Lines from the top of the listing down to the one with "Sentry environment name", inclusive, are to be copied exactly.

=====

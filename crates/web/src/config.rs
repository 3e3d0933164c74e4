//! Application configuration loaded from environment variables.
//!
//! # Environment Variables
//!
//! ## Required
//! - `DATABASE_URL` - `PostgreSQL` connection string (`CAT_COLLECTOR_DATABASE_URL` takes precedence)
//! - `OBJECT_STORAGE_BUCKET` - Bucket that cat photos are uploaded into
//! - `OBJECT_STORAGE_BASE_URL` - Public base URL photos are served from
//!
//! ## Optional
//! - `CAT_COLLECTOR_HOST` - Bind address (default: 127.0.0.1)
//! - `CAT_COLLECTOR_PORT` - Listen port (default: 8000)
//! - `CAT_COLLECTOR_BASE_URL` - Public URL of the app (default: `http://localhost:8000`)
//! - `CAT_COLLECTOR_OWNERSHIP_SCOPED` - Restrict cats to their owner (default: true)
//! - `FEEDING_VALIDATION_POLICY` - `drop` or `reject` invalid feedings (default: drop)
//! - `PHOTO_UPLOAD_POLICY` - `swallow` or `surface` upload failures (default: swallow)
//! - `OBJECT_STORAGE_ENDPOINT` - Upload API base URL (default: `OBJECT_STORAGE_BASE_URL`)
//! - `OBJECT_STORAGE_TOKEN` - Bearer token for the upload API
//! - `SENTRY_DSN` - Sentry error tracking DSN
//! - `SENTRY_ENVIRONMENT` - Sentry environment name

use std::collections::HashMap;
use std::net::{IpAddr, SocketAddr};

use secrecy::{ExposeSecret, SecretString};
use thiserror::Error;
use url::Url;

use crate::storage::object_url;

const MIN_ENTROPY_BITS_PER_CHAR: f64 = 3.3;

/// Blocklist of common placeholder patterns (case-insensitive)
const PLACEHOLDER_PATTERNS: &[&str] = &[
    "your-",
    "changeme",
    "replace",
    "placeholder",
    "example",
    "secret",
    "password",
    "xxx",
    "todo",
    "fixme",
    "insert",
    "enter-",
    "put-your",
    "add-your",
];

/// Configuration errors that can occur during loading.
#[derive(Debug, Error)]
pub enum ConfigError {
    #[error("Missing environment variable: {0}")]
    MissingEnvVar(String),
    #[error("Invalid environment variable {0}: {1}")]
    InvalidEnvVar(String, String),
    #[error("Insecure secret in {0}: {1}")]
    InsecureSecret(String, String),
}

/// What to do when a best-effort operation fails.
///
/// Applies to invalid feeding submissions and failed photo uploads.
#[derive(Debug, Clone, Copy, PartialEq, Eq, Default)]
pub enum FailurePolicy {
    /// Log the failure and carry on as if nothing happened.
    #[default]
    Silent,
    /// Return the failure to the client as an error response.
    Surface,
}

impl FailurePolicy {
    /// Parse a policy name.
    ///
    /// `drop`, `swallow` and `silent` select [`FailurePolicy::Silent`];
    /// `reject` and `surface` select [`FailurePolicy::Surface`].
    fn parse(value: &str) -> Option<Self> {
        match value.trim().to_ascii_lowercase().as_str() {
            "drop" | "swallow" | "silent" => Some(Self::Silent),
            "reject" | "surface" => Some(Self::Surface),
            _ => None,
        }
    }
}

/// Cat Collector application configuration.
#[derive(Debug, Clone)]
pub struct AppConfig {
    /// `PostgreSQL` database connection URL (contains password)
    pub database_url: SecretString,
    /// IP address to bind the server to
    pub host: IpAddr,
    /// Port to listen on
    pub port: u16,
    /// Public base URL for the app
    pub base_url: String,
    /// Whether cats are only visible to their owner
    pub ownership_scoped: bool,
    /// Handling of invalid feeding submissions
    pub feeding_policy: FailurePolicy,
    /// Handling of failed photo uploads
    pub upload_policy: FailurePolicy,
    /// Object storage for cat photos
    pub storage: ObjectStorageConfig,
    /// Sentry DSN for error tracking
    pub sentry_dsn: Option<String>,
    /// Sentry environment (e.g. production, staging)
    pub sentry_environment: Option<String>,
}

/// Object storage configuration.
///
/// Implements `Debug` manually to redact the access token.
#[derive(Clone)]
pub struct ObjectStorageConfig {
    /// Bucket photos are uploaded into
    pub bucket: String,
    /// Public base URL objects are served from
    pub base_url: String,
    /// Base URL of the upload API
    pub endpoint: String,
    /// Bearer token for the upload API
    pub token: Option<SecretString>,
}

impl std::fmt::Debug for ObjectStorageConfig {
    fn fmt(&self, f: &mut std::fmt::Formatter<'_>) -> std::fmt::Result {
        f.debug_struct("ObjectStorageConfig")
            .field("bucket", &self.bucket)
            .field("base_url", &self.base_url)
            .field("endpoint", &self.endpoint)
            .field("token", &self.token.as_ref().map(|_| "[REDACTED]"))
            .finish()
    }
}

impl AppConfig {
    /// Load configuration from environment variables.
    ///
    /// Calls `dotenvy::dotenv()` to load from `.env` file if present.
    ///
    /// # Errors
    ///
    /// Returns `ConfigError` if required variables are missing or invalid, or
    /// if the storage token fails validation (placeholder detection, entropy check).
    pub fn from_env() -> Result<Self, ConfigError> {
        // Load .env file if present (ignore errors if not found)
        let _ = dotenvy::dotenv();

        let database_url = get_database_url("CAT_COLLECTOR_DATABASE_URL")?;
        let host = get_env_or_default("CAT_COLLECTOR_HOST", "127.0.0.1")
            .parse::<IpAddr>()
            .map_err(|e| {
                ConfigError::InvalidEnvVar("CAT_COLLECTOR_HOST".to_string(), e.to_string())
            })?;
        let port = get_env_or_default("CAT_COLLECTOR_PORT", "8000")
            .parse::<u16>()
            .map_err(|e| {
                ConfigError::InvalidEnvVar("CAT_COLLECTOR_PORT".to_string(), e.to_string())
            })?;
        let base_url = get_env_or_default("CAT_COLLECTOR_BASE_URL", "http://localhost:8000");
        let ownership_scoped = get_bool_env("CAT_COLLECTOR_OWNERSHIP_SCOPED", true)?;
        let feeding_policy = get_policy_env("FEEDING_VALIDATION_POLICY")?;
        let upload_policy = get_policy_env("PHOTO_UPLOAD_POLICY")?;

        let storage = ObjectStorageConfig::from_env()?;
        let sentry_dsn = get_optional_env("SENTRY_DSN");
        let sentry_environment = get_optional_env("SENTRY_ENVIRONMENT");

        Ok(Self {
            database_url,
            host,
            port,
            base_url,
            ownership_scoped,
            feeding_policy,
            upload_policy,
            storage,
            sentry_dsn,
            sentry_environment,
        })
    }

    /// Returns the socket address for binding the server.
    #[must_use]
    pub const fn socket_addr(&self) -> SocketAddr {
        SocketAddr::new(self.host, self.port)
    }

    /// Whether cookies should carry the `Secure` attribute.
    #[must_use]
    pub fn is_secure(&self) -> bool {
        self.base_url.starts_with("https://")
    }
}

impl ObjectStorageConfig {
    fn from_env() -> Result<Self, ConfigError> {
        let bucket = get_required_env("OBJECT_STORAGE_BUCKET")?;
        if bucket.trim().is_empty() || bucket.contains('/') {
            return Err(ConfigError::InvalidEnvVar(
                "OBJECT_STORAGE_BUCKET".to_string(),
                "must be a non-empty bucket name without '/'".to_string(),
            ));
        }

        let base_url = get_http_url("OBJECT_STORAGE_BASE_URL")?;
        let endpoint = if get_optional_env("OBJECT_STORAGE_ENDPOINT").is_some() {
            get_http_url("OBJECT_STORAGE_ENDPOINT")?
        } else {
            base_url.clone()
        };

        let token = match get_optional_env("OBJECT_STORAGE_TOKEN") {
            Some(value) => {
                validate_secret_strength(&value, "OBJECT_STORAGE_TOKEN")?;
                Some(SecretString::from(value))
            }
            None => None,
        };

        Ok(Self {
            bucket,
            base_url,
            endpoint,
            token,
        })
    }

    /// Public URL of an object in the configured bucket.
    #[must_use]
    pub fn public_url(&self, key: &str) -> String {
        object_url(&self.base_url, &self.bucket, key)
    }

    /// Borrow the bearer token, if one is configured.
    #[must_use]
    pub fn token(&self) -> Option<&str> {
        self.token.as_ref().map(ExposeSecret::expose_secret)
    }
}

// =============================================================================
// Helper Functions
// =============================================================================

/// Get a required environment variable.
fn get_required_env(key: &str) -> Result<String, ConfigError> {
    std::env::var(key).map_err(|_| ConfigError::MissingEnvVar(key.to_string()))
}

/// Get database URL with fallback to generic `DATABASE_URL`.
fn get_database_url(primary_key: &str) -> Result<SecretString, ConfigError> {
    if let Ok(value) = std::env::var(primary_key) {
        return Ok(SecretString::from(value));
    }
    if let Ok(value) = std::env::var("DATABASE_URL") {
        return Ok(SecretString::from(value));
    }
    Err(ConfigError::MissingEnvVar("DATABASE_URL".to_string()))
}

/// Get an optional environment variable, treating empty values as unset.
fn get_optional_env(key: &str) -> Option<String> {
    std::env::var(key).ok().filter(|v| !v.trim().is_empty())
}

/// Get an environment variable with a default value.
fn get_env_or_default(key: &str, default: &str) -> String {
    std::env::var(key).unwrap_or_else(|_| default.to_string())
}

/// Get a boolean environment variable with a default value.
fn get_bool_env(key: &str, default: bool) -> Result<bool, ConfigError> {
    get_optional_env(key).map_or(Ok(default), |value| parse_bool(&value, key))
}

fn parse_bool(value: &str, key: &str) -> Result<bool, ConfigError> {
    match value.trim().to_ascii_lowercase().as_str() {
        "1" | "true" | "yes" | "on" => Ok(true),
        "0" | "false" | "no" | "off" => Ok(false),
        other => Err(ConfigError::InvalidEnvVar(
            key.to_string(),
            format!("expected a boolean, got '{other}'"),
        )),
    }
}

/// Get a failure policy environment variable (default: silent).
fn get_policy_env(key: &str) -> Result<FailurePolicy, ConfigError> {
    get_optional_env(key).map_or(Ok(FailurePolicy::default()), |value| {
        FailurePolicy::parse(&value).ok_or_else(|| {
            ConfigError::InvalidEnvVar(
                key.to_string(),
                format!("unknown policy '{value}' (expected drop/swallow or reject/surface)"),
            )
        })
    })
}

/// Get a required absolute http(s) URL.
fn get_http_url(key: &str) -> Result<String, ConfigError> {
    let value = get_required_env(key)?;
    validate_http_url(&value, key)?;
    Ok(value)
}

fn validate_http_url(value: &str, key: &str) -> Result<(), ConfigError> {
    let url = Url::parse(value)
        .map_err(|e| ConfigError::InvalidEnvVar(key.to_string(), e.to_string()))?;
    if !matches!(url.scheme(), "http" | "https") {
        return Err(ConfigError::InvalidEnvVar(
            key.to_string(),
            format!("unsupported scheme '{}'", url.scheme()),
        ));
    }
    Ok(())
}

/// Calculate Shannon entropy in bits per character.
fn shannon_entropy(s: &str) -> f64 {
    if s.is_empty() {
        return 0.0;
    }

    let mut freq: HashMap<char, usize> = HashMap::new();
    for c in s.chars() {
        *freq.entry(c).or_insert(0) += 1;
    }

    #[allow(clippy::cast_precision_loss)] // String length will never exceed f64 precision
    let len = s.chars().count() as f64;
    freq.values()
        .map(|&count| {
            #[allow(clippy::cast_precision_loss)] // Character count will never exceed f64 precision
            let p = count as f64 / len;
            -p * p.log2()
        })
        .sum()
}

/// Validate that a secret is not a placeholder and has sufficient entropy.
fn validate_secret_strength(secret: &str, var_name: &str) -> Result<(), ConfigError> {
    let lower = secret.to_lowercase();

    for pattern in PLACEHOLDER_PATTERNS {
        if lower.contains(pattern) {
            return Err(ConfigError::InsecureSecret(
                var_name.to_string(),
                format!("appears to be a placeholder (contains '{pattern}')"),
            ));
        }
    }

    let entropy = shannon_entropy(secret);
    if entropy < MIN_ENTROPY_BITS_PER_CHAR {
        return Err(ConfigError::InsecureSecret(
            var_name.to_string(),
            format!(
                "entropy too low ({entropy:.2} bits/char, need >= {MIN_ENTROPY_BITS_PER_CHAR:.1}). Use a randomly generated secret."
            ),
        ));
    }

    Ok(())
}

=====

#### [RESULT]
filename crates/web/src/config.rs
repository 3e3d0933164c74e4
//! Application configuration loaded from environment variables.
//!
//! # Environment Variables
//!
//! ## Required
//! - `DATABASE_URL` - `PostgreSQL` connection string (`CAT_COLLECTOR_DATABASE_URL` takes precedence)
//! - `OBJECT_STORAGE_BUCKET` - Bucket that cat photos are uploaded into
//! - `OBJECT_STORAGE_BASE_URL` - Public base URL photos are served from
//!
//! ## Optional
//! - `CAT_COLLECTOR_HOST` - Bind address (default: 127.0.0.1)
//! - `CAT_COLLECTOR_PORT` - Listen port (default: 8000)
//! - `CAT_COLLECTOR_BASE_URL` - Public URL of the app (default: `http://localhost:8000`)
//! - `CAT_COLLECTOR_OWNERSHIP_SCOPED` - Restrict cats to their owner (default: true)
//! - `FEEDING_VALIDATION_POLICY` - `drop` or `reject` invalid feedings (default: drop)
//! - `PHOTO_UPLOAD_POLICY` - `swallow` or `surface` upload failures (default: swallow)
//! - `OBJECT_STORAGE_ENDPOINT` - Upload API base URL (default: `OBJECT_STORAGE_BASE_URL`)
//! - `OBJECT_STORAGE_TOKEN` - Bearer token for the upload API
//! - `SENTRY_DSN` - Sentry error tracking DSN
//! - `SENTRY_ENVIRONMENT` - Sentry environment name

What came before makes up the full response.